YOUR OBJECTIVE:
Each line below needs to be printed again exactly.
----------------------------------------
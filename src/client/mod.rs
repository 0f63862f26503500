//! # Magento REST Client
//!
//! Minimal client bound to one base URL, one bearer token and one
//! resource-collection path. It issues GET/POST/PUT/DELETE and hands the
//! raw [`reqwest::Response`] back; status handling and payload shaping
//! belong to the adapters in [`crate::external`].
//!
//! A client is built per reconcile by the connector and never shared
//! between reconciles.

use crate::error::Result;
use reqwest::{Method, RequestBuilder, Response};
use serde_json::Value;
use tracing::{debug, info_span, Instrument};
use zeroize::Zeroizing;

/// REST client for one Magento installation and one collection path
#[derive(Clone)]
pub struct MagentoClient {
    http_client: reqwest::Client,
    base_url: String,
    access_token: Zeroizing<String>,
    path: String,
}

impl std::fmt::Debug for MagentoClient {
    fn fmt(&self, f: &mut std::fmt::Formatter<'_>) -> std::fmt::Result {
        f.debug_struct("MagentoClient")
            .field("base_url", &self.base_url)
            .field("path", &self.path)
            .field("access_token", &"<redacted>")
            .finish_non_exhaustive()
    }
}

impl MagentoClient {
    /// Create a client for `base_url` authenticating with `access_token`
    ///
    /// # Errors
    ///
    /// Returns [`crate::error::ProviderError::Transport`] if the TLS backend
    /// cannot be initialised.
    pub fn new(base_url: impl Into<String>, access_token: impl Into<String>) -> Result<Self> {
        let http_client = reqwest::Client::builder().build()?;
        Ok(Self {
            http_client,
            base_url: base_url.into().trim_end_matches('/').to_string(),
            access_token: Zeroizing::new(access_token.into()),
            path: String::new(),
        })
    }

    #[must_use]
    pub fn base_url(&self) -> &str {
        &self.base_url
    }

    /// Current resource-collection path, e.g. `/rest/V1/products`
    #[must_use]
    pub fn path(&self) -> &str {
        &self.path
    }

    pub fn set_path(&mut self, path: impl Into<String>) {
        self.path = path.into().trim_end_matches('/').to_string();
    }

    #[must_use]
    pub fn with_path(mut self, path: impl Into<String>) -> Self {
        self.set_path(path);
        self
    }

    fn url(&self, suffix: &str) -> String {
        if suffix.is_empty() {
            format!("{}{}", self.base_url, self.path)
        } else {
            format!(
                "{}{}/{}",
                self.base_url,
                self.path,
                suffix.trim_start_matches('/')
            )
        }
    }

    fn make_request(&self, method: Method, suffix: &str, body: Option<&Value>) -> RequestBuilder {
        let mut request = self
            .http_client
            .request(method, self.url(suffix))
            .bearer_auth(self.access_token.as_str())
            .header("Content-Type", "application/json");
        if let Some(body) = body {
            request = request.json(body);
        }
        request
    }

    async fn send(&self, request: RequestBuilder, method: &Method, suffix: &str) -> Result<Response> {
        let span = info_span!(
            "magento.request",
            http.method = %method,
            magento.path = %self.path,
            magento.suffix = suffix,
        );
        async move {
            let response = request.send().await?;
            debug!(status = response.status().as_u16(), "Magento API responded");
            Ok(response)
        }
        .instrument(span)
        .await
    }

    /// `GET <path>/<suffix>` with optional query parameters
    pub async fn get(&self, suffix: &str, query: &[(&str, &str)]) -> Result<Response> {
        let mut request = self.make_request(Method::GET, suffix, None);
        if !query.is_empty() {
            request = request.query(query);
        }
        self.send(request, &Method::GET, suffix).await
    }

    /// `POST <path>` with a JSON body
    pub async fn post(&self, body: &Value) -> Result<Response> {
        let request = self.make_request(Method::POST, "", Some(body));
        self.send(request, &Method::POST, "").await
    }

    /// `PUT <path>/<id>` with a JSON body
    pub async fn put(&self, id: &str, body: &Value) -> Result<Response> {
        let request = self.make_request(Method::PUT, id, Some(body));
        self.send(request, &Method::PUT, id).await
    }

    /// `DELETE <path>/<id>`
    pub async fn delete(&self, id: &str) -> Result<Response> {
        let request = self.make_request(Method::DELETE, id, None);
        self.send(request, &Method::DELETE, id).await
    }
}

#[cfg(test)]
mod tests {
    use super::*;

    #[test]
    fn test_url_joins_base_path_and_id() {
        let client = MagentoClient::new("https://shop.example.com/", "token")
            .unwrap()
            .with_path("/rest/V1/products/");

        assert_eq!(client.url(""), "https://shop.example.com/rest/V1/products");
        assert_eq!(client.url("42"), "https://shop.example.com/rest/V1/products/42");
    }

    #[test]
    fn test_debug_redacts_token() {
        let client = MagentoClient::new("https://shop.example.com", "s3cr3t").unwrap();
        let rendered = format!("{client:?}");
        assert!(!rendered.contains("s3cr3t"));
        assert!(rendered.contains("redacted"));
    }
}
----------------------------------------
FINAL ANSWER:
filename src/client/mod.rs
repository 0f63862f26503500
//! # Magento REST Client
//!
//! Minimal client bound to one base URL, one bearer token and one
//! resource-collection path. It issues GET/POST/PUT/DELETE and hands the
//! raw [`reqwest::Response`] back; status handling and payload shaping
//! belong to the adapters in [`crate::external`].
//!
//! A client is built per reconcile by the connector and never shared
//! between reconciles.

use crate::error::Result;
use reqwest::{Method, RequestBuilder, Response};
use serde_json::Value;
use tracing::{debug, info_span, Instrument};
use zeroize::Zeroizing;

/// REST client for one Magento installation and one collection path
#[derive(Clone)]
pub struct MagentoClient {
    http_client: reqwest::Client,
    base_url: String,
    access_token: Zeroizing<String>,
    path: String,
}

impl std::fmt::Debug for MagentoClient {
    fn fmt(&self, f: &mut std::fmt::Formatter<'_>) -> std::fmt::Result {
        f.debug_struct("MagentoClient")
            .field("base_url", &self.base_url)
            .field("path", &self.path)
            .field("access_token", &"<redacted>")
            .finish_non_exhaustive()
    }
}

impl MagentoClient {
    /// Create a client for `base_url` authenticating with `access_token`
    ///
    /// # Errors
    ///
    /// Returns [`crate::error::ProviderError::Transport`] if the TLS backend
    /// cannot be initialised.
    pub fn new(base_url: impl Into<String>, access_token: impl Into<String>) -> Result<Self> {
        let http_client = reqwest::Client::builder().build()?;
        Ok(Self {
            http_client,
            base_url: base_url.into().trim_end_matches('/').to_string(),
            access_token: Zeroizing::new(access_token.into()),
            path: String::new(),
        })
    }

    #[must_use]
    pub fn base_url(&self) -> &str {
        &self.base_url
    }

    /// Current resource-collection path, e.g. `/rest/V1/products`
    #[must_use]
    pub fn path(&self) -> &str {
        &self.path
    }

    pub fn set_path(&mut self, path: impl Into<String>) {
        self.path = path.into().trim_end_matches('/').to_string();
    }

    #[must_use]
    pub fn with_path(mut self, path: impl Into<String>) -> Self {
        self.set_path(path);
        self
    }

    fn url(&self, suffix: &str) -> String {
        if suffix.is_empty() {
            format!("{}{}", self.base_url, self.path)
        } else {
            format!(
                "{}{}/{}",
                self.base_url,
                self.path,
                suffix.trim_start_matches('/')
            )
        }
    }

    fn make_request(&self, method: Method, suffix: &str, body: Option<&Value>) -> RequestBuilder {
        let mut request = self
            .http_client
            .request(method, self.url(suffix))
            .bearer_auth(self.access_token.as_str())
            .header("Content-Type", "application/json");
        if let Some(body) = body {
            request = request.json(body);
        }
        request
    }

    async fn send(&self, request: RequestBuilder, method: &Method, suffix: &str) -> Result<Response> {
        let span = info_span!(
            "magento.request",
            http.method = %method,
            magento.path = %self.path,
            magento.suffix = suffix,
        );
        async move {
            let response = request.send().await?;
            debug!(status = response.status().as_u16(), "Magento API responded");
            Ok(response)
        }
        .instrument(span)
        .await
    }

    /// `GET <path>/<suffix>` with optional query parameters
    pub async fn get(&self, suffix: &str, query: &[(&str, &str)]) -> Result<Response> {
        let mut request = self.make_request(Method::GET, suffix, None);
        if !query.is_empty() {
            request = request.query(query);
        }
        self.send(request, &Method::GET, suffix).await
    }

    /// `POST <path>` with a JSON body
    pub async fn post(&self, body: &Value) -> Result<Response> {
        let request = self.make_request(Method::POST, "", Some(body));
        self.send(request, &Method::POST, "").await
    }

    /// `PUT <path>/<id>` with a JSON body
    pub async fn put(&self, id: &str, body: &Value) -> Result<Response> {
        let request = self.make_request(Method::PUT, id, Some(body));
        self.send(request, &Method::PUT, id).await
    }

    /// `DELETE <path>/<id>`
    pub async fn delete(&self, id: &str) -> Result<Response> {
        let request = self.make_request(Method::DELETE, id, None);
        self.send(request, &Method::DELETE, id).await
    }
}

#[cfg(test)]
mod tests {
    use super::*;

    #[test]
    fn test_url_joins_base_path_and_id() {
        let client = MagentoClient::new("https://shop.example.com/", "token")
            .unwrap()
            .with_path("/rest/V1/products/");

        assert_eq!(client.url(""), "https://shop.example.com/rest/V1/products");
        assert_eq!(client.url("42"), "https://shop.example.com/rest/V1/products/42");
    }

    #[test]
    fn test_debug_redacts_token() {
        let client = MagentoClient::new("https://shop.example.com", "s3cr3t").unwrap();
        let rendered = format!("{client:?}");
        assert!(!rendered.contains("s3cr3t"));
        assert!(rendered.contains("redacted"));
    }
}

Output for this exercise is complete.